I am a salvage yard operator , I have access to alot of "things"
Among my "things" I like to make other "more aloborate things"
I would like to know if one of my 1.5 hp dc motors are suitable for an electric bike. It would be my second electric bike but my first bike I was just "winging it" this time I need more power...


----------



## major (Apr 4, 2008)

Pushthatbolder said:


> Well is it??
> I am a salvage yard operator , I have access to alot of "things"
> Among my "things" I like to make other "more aloborate things"
> I would like to know if one of my 1.5 hp dc motors are suitable for an electric bike. It would be my second electric bike but my first bike I was just "winging it" this time I need more power...


Hi Push,

Welcome to the forum.



> Well is it??


Maybe  If you want a 1.5 hp bike. If it is proper size. If it is proper voltage for a suitable battery and you can get a controller.
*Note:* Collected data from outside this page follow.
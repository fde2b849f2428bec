//! Rekognition detector implementation.

use async_trait::async_trait;
use aws_config::BehaviorVersion;
use aws_credential_types::Credentials;
use aws_sdk_rekognition::config::{Builder, Region};
use aws_sdk_rekognition::error::DisplayErrorContext;
use aws_sdk_rekognition::primitives::Blob;
use aws_sdk_rekognition::types::{Attribute, FaceDetail, Image};
use aws_sdk_rekognition::Client;
use tracing::{debug, info};
use unface_models::{AgeRange, DetectedFace};

use crate::config::RekognitionConfig;
use crate::detector::FaceDetector;
use crate::error::{DetectionError, DetectionResult};

/// AWS Rekognition `DetectFaces` client.
///
/// Cheap to clone; the underlying SDK client is shared.
#[derive(Clone)]
pub struct RekognitionDetector {
    client: Client,
}

impl RekognitionDetector {
    /// Create a new detector from configuration.
    pub fn new(config: RekognitionConfig) -> Self {
        let credentials = Credentials::new(
            &config.access_key_id,
            &config.secret_access_key,
            config.session_token.clone(),
            None,
            "unface-env",
        );

        let sdk_config = Builder::new()
            .behavior_version(BehaviorVersion::latest())
            .region(Region::new(config.region.clone()))
            .credentials_provider(credentials)
            .build();

        info!(region = %config.region, "Rekognition client configured");

        Self {
            client: Client::from_conf(sdk_config),
        }
    }
}

#[async_trait]
impl FaceDetector for RekognitionDetector {
    async fn detect_faces(&self, image: Vec<u8>) -> DetectionResult<Vec<DetectedFace>> {
        debug!(bytes = image.len(), "Sending DetectFaces request");

        let output = self
            .client
            .detect_faces()
            .image(Image::builder().bytes(Blob::new(image)).build())
            .attributes(Attribute::All)
            .send()
            .await
            .map_err(|e| DetectionError::provider(DisplayErrorContext(&e).to_string()))?;

        let faces: Vec<DetectedFace> = output.face_details().iter().map(face_from_detail).collect();
        debug!(faces = faces.len(), "DetectFaces returned");

        Ok(faces)
    }
}

/// Map a Rekognition face to the provider-neutral model.
///
/// A reported age range with a missing bound gets `0` for that bound;
/// negative bounds are clamped to `0`.
pub fn face_from_detail(detail: &FaceDetail) -> DetectedFace {
    let age_range = detail.age_range().map(|range| {
        AgeRange::new(
            non_negative(range.low()),
            non_negative(range.high()),
        )
    });

    DetectedFace::new(age_range, detail.confidence())
}

fn non_negative(value: Option<i32>) -> u32 {
    value.map(|v| v.max(0) as u32).unwrap_or(0)
}

#[cfg(test)]
mod tests {
    use aws_sdk_rekognition::types::AgeRange as SdkAgeRange;

    use super::*;

    #[test]
    fn test_maps_full_detail() {
        let detail = FaceDetail::builder()
            .age_range(SdkAgeRange::builder().low(20).high(30).build())
            .confidence(98.5)
            .build();

        let face = face_from_detail(&detail);
        assert_eq!(face.age_range, Some(AgeRange::new(20, 30)));
        assert_eq!(face.confidence, Some(98.5));
    }

    #[test]
    fn test_missing_bounds_default_to_zero() {
        let detail = FaceDetail::builder()
            .age_range(SdkAgeRange::builder().high(12).build())
            .build();

        let face = face_from_detail(&detail);
        assert_eq!(face.age_range, Some(AgeRange::new(0, 12)));
        assert_eq!(face.confidence, None);
    }

    #[test]
    fn test_missing_age_range_stays_absent() {
        let detail = FaceDetail::builder().confidence(99.0).build();
        assert_eq!(face_from_detail(&detail).age_range, None);
    }

    #[test]
    fn test_negative_bounds_clamped() {
        let detail = FaceDetail::builder()
            .age_range(SdkAgeRange::builder().low(-3).high(4).build())
            .build();
        assert_eq!(face_from_detail(&detail).age_range, Some(AgeRange::new(0, 4)));
    }
}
Bikes come in all sizes. Bicycles to Harleys are called "bikes" 

And photos of the equipment always help and tend to get more replies.

Regards,

major


----------



## Pushthatbolder (Mar 30, 2011)

its for a bicycle. can people tell me what they have done i the past...


----------



## Yabert (Feb 7, 2010)

Hi

Many people can't produce more than 1/2 hp continous with her legs on a bicycle. So 1-1/2 hp is more than enough to push a bicycle at 20 mph continously. But for that, you need battery able to give the power to the motor. 100 hp motor is nothing if you don't have the 100 hp battery pack to give the power.


You can see many conversion here: http://www.evalbum.com/type/BICY


----------



## Pushthatbolder (Mar 30, 2011)

Thanyou..


----------